## Directions for this task
An exact transcription of the lines below, from the first through the one containing "apply regime-specific templates", is the only output wanted.

## Dataset entries

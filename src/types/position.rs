use chrono::{DateTime, Utc};
use rust_decimal::Decimal;
use serde::{Deserialize, Serialize};
use uuid::Uuid;

use super::{Side, TradingPair};

#[derive(Debug, Clone, Copy, PartialEq, Eq, Serialize, Deserialize)]
pub enum PositionStatus {
    Open,
    Closed,
    Liquidated,
}

/// Regime the position was opened under. Carried for the lifetime of the
/// position so the exit-priority protocol can apply regime-specific templates
/// (e.g. mean-reversion positions exit on mean-touch, trend positions trail).
#[derive(Debug, Clone, Copy, PartialEq, Eq, Serialize, Deserialize)]
pub enum EntryMode {
    MeanReversion,
    TrendFollowing,
    Transition,
}

#[derive(Debug, Clone, Copy, PartialEq, Eq, Serialize, Deserialize)]
pub enum AveragingMode {
    AverageDown,
    PyramidUp,
}

#[derive(Debug, Clone, Serialize, Deserialize)]
pub struct AveragingEntry {
    pub price: Decimal,
    pub quantity: Decimal,
    pub at: DateTime<Utc>,
    pub mode: AveragingMode,
}

#[derive(Debug, Clone, Serialize, Deserialize)]
pub struct Position {
    pub id: String,
    pub pair: TradingPair,
    pub side: Side,
    pub status: PositionStatus,
    /// Volume-weighted average of all fills, including averaging-in entries.
    /// Plain `entry_price` semantics: the initial fill's cost basis, before
    /// any averaging occurs, this equals the first fill price.
    pub entry_price: Decimal,
    pub current_price: Decimal,
    pub quantity: Decimal,
    pub stop_loss: Option<Decimal>,
    pub take_profit: Option<Decimal>,
    pub unrealized_pnl: Decimal,
    pub realized_pnl: Decimal,
    #[serde(default)]
    pub peak_pnl_pct: Decimal,
    pub opened_at: DateTime<Utc>,
    pub closed_at: Option<DateTime<Utc>>,
    pub strategy_id: String,
    pub order_ids: Vec<String>,
    #[serde(default)]
    pub oco_order_id: Option<String>,

    /// Sum of (fill_price * fill_qty) across the initial entry and every
    /// averaging entry. `entry_price` is `total_invested / quantity`.
    #[serde(default)]
    pub total_invested: Decimal,
    #[serde(default)]
    pub commission_paid: Decimal,
    /// Running high-water mark since entry, used by the trailing-stop and
    /// trailing-activation steps instead of `peak_pnl_pct` so the trail
    /// distance is expressed in price, not percent-of-notional.
    #[serde(default)]
    pub highest_price_since_entry: Decimal,
    #[serde(default)]
    pub trailing_active: bool,
    #[serde(default)]
    pub breakeven_active: bool,
    #[serde(default)]
    pub partial_tp_taken: bool,

    pub entry_mode: EntryMode,
    /// Vote-count gap between BUY and SELL votes at entry, kept for
    /// post-trade diagnostics.
    #[serde(default)]
    pub entry_votes_delta: i32,
    #[serde(default)]
    pub entry_reasons: Vec<String>,

    #[serde(default)]
    pub averaging_count: u32,
    #[serde(default)]
    pub averaging_entries: Vec<AveragingEntry>,
}

impl Position {
    #[allow(clippy::too_many_arguments)]
    pub fn new(
        pair: TradingPair,
        side: Side,
        entry_price: Decimal,
        quantity: Decimal,
        strategy_id: String,
        entry_mode: EntryMode,
        entry_votes_delta: i32,
        entry_reasons: Vec<String>,
        commission_paid: Decimal,
    ) -> Self {
        Self {
            id: Uuid::new_v4().to_string(),
            pair,
            side,
            status: PositionStatus::Open,
            entry_price,
            current_price: entry_price,
            quantity,
            stop_loss: None,
            take_profit: None,
            unrealized_pnl: Decimal::ZERO,
            realized_pnl: Decimal::ZERO,
            peak_pnl_pct: Decimal::ZERO,
            opened_at: Utc::now(),
            closed_at: None,
            strategy_id,
            order_ids: Vec::new(),
            oco_order_id: None,
            total_invested: entry_price * quantity,
            commission_paid,
            highest_price_since_entry: entry_price,
            trailing_active: false,
            breakeven_active: false,
            partial_tp_taken: false,
            entry_mode,
            entry_votes_delta,
            entry_reasons,
            averaging_count: 0,
            averaging_entries: Vec::new(),
        }
    }

    pub fn update_price(&mut self, price: Decimal) {
        self.current_price = price;
        self.unrealized_pnl = self.calculate_pnl(price);
        let pnl_pct = self.pnl_percentage();
        if pnl_pct > self.peak_pnl_pct {
            self.peak_pnl_pct = pnl_pct;
        }
        match self.side {
            Side::Buy => {
                if price > self.highest_price_since_entry {
                    self.highest_price_since_entry = price;
                }
            }
            Side::Sell => {
                if self.highest_price_since_entry.is_zero() || price < self.highest_price_since_entry {
                    self.highest_price_since_entry = price;
                }
            }
        }
    }

    pub fn calculate_pnl(&self, price: Decimal) -> Decimal {
        let price_diff = price - self.entry_price;
        match self.side {
            Side::Buy => price_diff * self.quantity,
            Side::Sell => -price_diff * self.quantity,
        }
    }

    pub fn pnl_percentage(&self) -> Decimal {
        if self.entry_price.is_zero() {
            return Decimal::ZERO;
        }
        let entry_value = self.entry_price * self.quantity;
        if entry_value.is_zero() {
            return Decimal::ZERO;
        }
        (self.unrealized_pnl / entry_value) * Decimal::from(100)
    }

    pub fn notional_value(&self) -> Decimal {
        self.current_price * self.quantity
    }

    pub fn entry_value(&self) -> Decimal {
        self.entry_price * self.quantity
    }

    pub fn should_stop_loss(&self) -> bool {
        if let Some(sl) = self.stop_loss {
            match self.side {
                Side::Buy => self.current_price <= sl,
                Side::Sell => self.current_price >= sl,
            }
        } else {
            false
        }
    }

    pub fn should_take_profit(&self) -> bool {
        if let Some(tp) = self.take_profit {
            match self.side {
                Side::Buy => self.current_price >= tp,
                Side::Sell => self.current_price <= tp,
            }
        } else {
            false
        }
    }

    pub fn close(&mut self, exit_price: Decimal) {
        self.current_price = exit_price;
        self.realized_pnl = self.calculate_pnl(exit_price);
        self.unrealized_pnl = Decimal::ZERO;
        self.peak_pnl_pct = Decimal::ZERO;
        self.status = PositionStatus::Closed;
        self.closed_at = Some(Utc::now());
    }

    pub fn with_stop_loss(mut self, stop_loss: Decimal) -> Self {
        self.stop_loss = Some(stop_loss);
        self
    }

    pub fn with_take_profit(mut self, take_profit: Decimal) -> Self {
        self.take_profit = Some(take_profit);
        self
    }

    pub fn duration(&self) -> chrono::Duration {
        let end = self.closed_at.unwrap_or_else(Utc::now);
        end - self.opened_at
    }

    pub fn is_profitable(&self) -> bool {
        self.unrealized_pnl > Decimal::ZERO || self.realized_pnl > Decimal::ZERO
    }

    /// Folds an additional fill (AVERAGE_DOWN or PYRAMID_UP) into the
    /// position, recomputing the volume-weighted average entry price and
    /// quantity. The caller is responsible for checking
    /// `MAX_AVERAGING_ATTEMPTS` and `MAX_TOTAL_RISK_MULTIPLIER` before
    /// calling this.
    pub fn apply_averaging(&mut self, price: Decimal, quantity: Decimal, mode: AveragingMode, commission: Decimal) {
        self.total_invested += price * quantity;
        self.quantity += quantity;
        self.entry_price = self.total_invested / self.quantity;
        self.commission_paid += commission;
        self.averaging_count += 1;
        self.averaging_entries.push(AveragingEntry {
            price,
            quantity,
            at: Utc::now(),
            mode,
        });
    }
}

#[derive(Debug, Clone, Serialize, Deserialize)]
pub struct PortfolioSnapshot {
    pub timestamp: DateTime<Utc>,
    pub total_equity: Decimal,
    pub available_balance: Decimal,
    pub total_unrealized_pnl: Decimal,
    pub total_realized_pnl: Decimal,
    pub positions: Vec<Position>,
    pub daily_pnl: Decimal,
    pub daily_pnl_percentage: Decimal,
}

impl PortfolioSnapshot {
    pub fn position_count(&self) -> usize {
        self.positions.iter().filter(|p| p.status == PositionStatus::Open).count()
    }

    pub fn total_position_value(&self) -> Decimal {
        self.positions
            .iter()
            .filter(|p| p.status == PositionStatus::Open)
            .map(|p| p.notional_value())
            .sum()
    }
}

#[cfg(test)]
mod tests {
    use super::*;
    use rust_decimal_macros::dec;

    fn open_position() -> Position {
        Position::new(
            TradingPair::BTCUSDT,
            Side::Buy,
            dec!(100),
            dec!(2),
            "regime-engine".to_string(),
            EntryMode::TrendFollowing,
            3,
            vec!["ema_cross".to_string()],
            dec!(0.2),
        )
    }

    #[test]
    fn averaging_down_recomputes_weighted_entry() {
        let mut pos = open_position();
        pos.apply_averaging(dec!(90), dec!(2), AveragingMode::AverageDown, dec!(0.18));
        // (100*2 + 90*2) / 4 = 95
        assert_eq!(pos.entry_price, dec!(95));
        assert_eq!(pos.quantity, dec!(4));
        assert_eq!(pos.averaging_count, 1);
    }

    #[test]
    fn highest_price_tracks_favorable_excursion_for_longs() {
        let mut pos = open_position();
        pos.update_price(dec!(110));
        pos.update_price(dec!(105));
        assert_eq!(pos.highest_price_since_entry, dec!(110));
    }
}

## Solution for this exercise
filename src/types/position.rs
use chrono::{DateTime, Utc};
use rust_decimal::Decimal;
use serde::{Deserialize, Serialize};
use uuid::Uuid;

use super::{Side, TradingPair};

#[derive(Debug, Clone, Copy, PartialEq, Eq, Serialize, Deserialize)]
pub enum PositionStatus {
    Open,
    Closed,
    Liquidated,
}

/// Regime the position was opened under. Carried for the lifetime of the
/// position so the exit-priority protocol can apply regime-specific templates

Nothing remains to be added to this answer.